■ **Problem to solve**: Check every line of the data below for the string "DeleteUser", and copy the ones that hold it.
'''
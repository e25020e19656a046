//! Durable work items carried by the task queues.

use serde::{Deserialize, Serialize};
use uuid::Uuid;

/// Side effect that must durably follow a game event.
#[derive(Debug, Clone, PartialEq, Eq, Serialize, Deserialize)]
#[serde(
    tag = "type",
    content = "data",
    rename_all = "kebab-case",
    rename_all_fields = "camelCase"
)]
pub enum Task {
    CreateGame {
        game_id: Uuid,
        game_type_id: Uuid,
        max_players: u32,
        entry_fee: i64,
        prize: i64,
    },
    AddParticipant { game_id: Uuid, user_id: Uuid },
    RemoveParticipant { game_id: Uuid, user_id: Uuid },
    StartGame { game_id: Uuid },
    /// Debit `entry_fee` from every listed user whose balance covers it.
    CollectEntry {
        game_id: Uuid,
        user_ids: Vec<Uuid>,
        entry_fee: i64,
    },
    EndGame { game_id: Uuid, winner_id: Uuid },
    UpdateBalance {
        game_id: Uuid,
        user_id: Uuid,
        amount: i64,
    },
    /// Deferred `join-random-game` request.
    JoinGame { user_id: Uuid, game_type_id: Uuid },
    /// Cleanup of a player who disconnected while in a game.
    DeleteUser {
        user_id: Uuid,
        game_id: Uuid,
        game_type_id: Uuid,
    },
}

impl Task {
    /// Wire name of the task, used in logs.
    pub fn kind(&self) -> &'static str {
        match self {
            Task::CreateGame { .. } => "create-game",
            Task::AddParticipant { .. } => "add-participant",
            Task::RemoveParticipant { .. } => "remove-participant",
            Task::StartGame { .. } => "start-game",
            Task::CollectEntry { .. } => "collect-entry",
            Task::EndGame { .. } => "end-game",
            Task::UpdateBalance { .. } => "update-balance",
            Task::JoinGame { .. } => "join-game",
            Task::DeleteUser { .. } => "delete-user",
        }
    }
}

/// Task as stored in a queue list.
#[derive(Debug, Clone, PartialEq, Eq, Serialize, Deserialize)]
pub struct QueuedTask {
    pub id: Uuid,
    /// Deliveries that already timed out.
    #[serde(default)]
    pub attempts: u32,
    pub task: Task,
}

impl QueuedTask {
    pub fn new(task: Task) -> Self {
        Self {
            id: Uuid::new_v4(),
            attempts: 0,
            task,
        }
    }

    /// Copy scheduled for another delivery.
    pub fn retried(&self) -> Self {
        Self {
            attempts: self.attempts + 1,
            ..self.clone()
        }
    }
}

#[cfg(test)]
mod tests {
    use super::*;
    use serde_json::json;

    #[test]
    fn task_envelope_uses_kebab_type_and_camel_fields() {
        let game_id = Uuid::new_v4();
        let value = serde_json::to_value(Task::CollectEntry {
            game_id,
            user_ids: vec![],
            entry_fee: 10,
        })
        .unwrap();

        assert_eq!(
            value,
            json!({
                "type": "collect-entry",
                "data": { "gameId": game_id, "userIds": [], "entryFee": 10 }
            })
        );
    }

    #[test]
    fn retried_copy_keeps_identity_and_counts_attempts() {
        let queued = QueuedTask::new(Task::StartGame {
            game_id: Uuid::new_v4(),
        });
        let retried = queued.retried().retried();

        assert_eq!(retried.id, queued.id);
        assert_eq!(retried.attempts, 2);
        assert_eq!(retried.task.kind(), "start-game");
    }

    #[test]
    fn missing_attempts_default_to_zero() {
        let raw = json!({
            "id": Uuid::nil(),
            "task": { "type": "start-game", "data": { "gameId": Uuid::nil() } }
        });
        let queued: QueuedTask = serde_json::from_value(raw).unwrap();
        assert_eq!(queued.attempts, 0);
    }
}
'''
■ **Answer box**:
    DeleteUser {
            Task::DeleteUser { .. } => "delete-user",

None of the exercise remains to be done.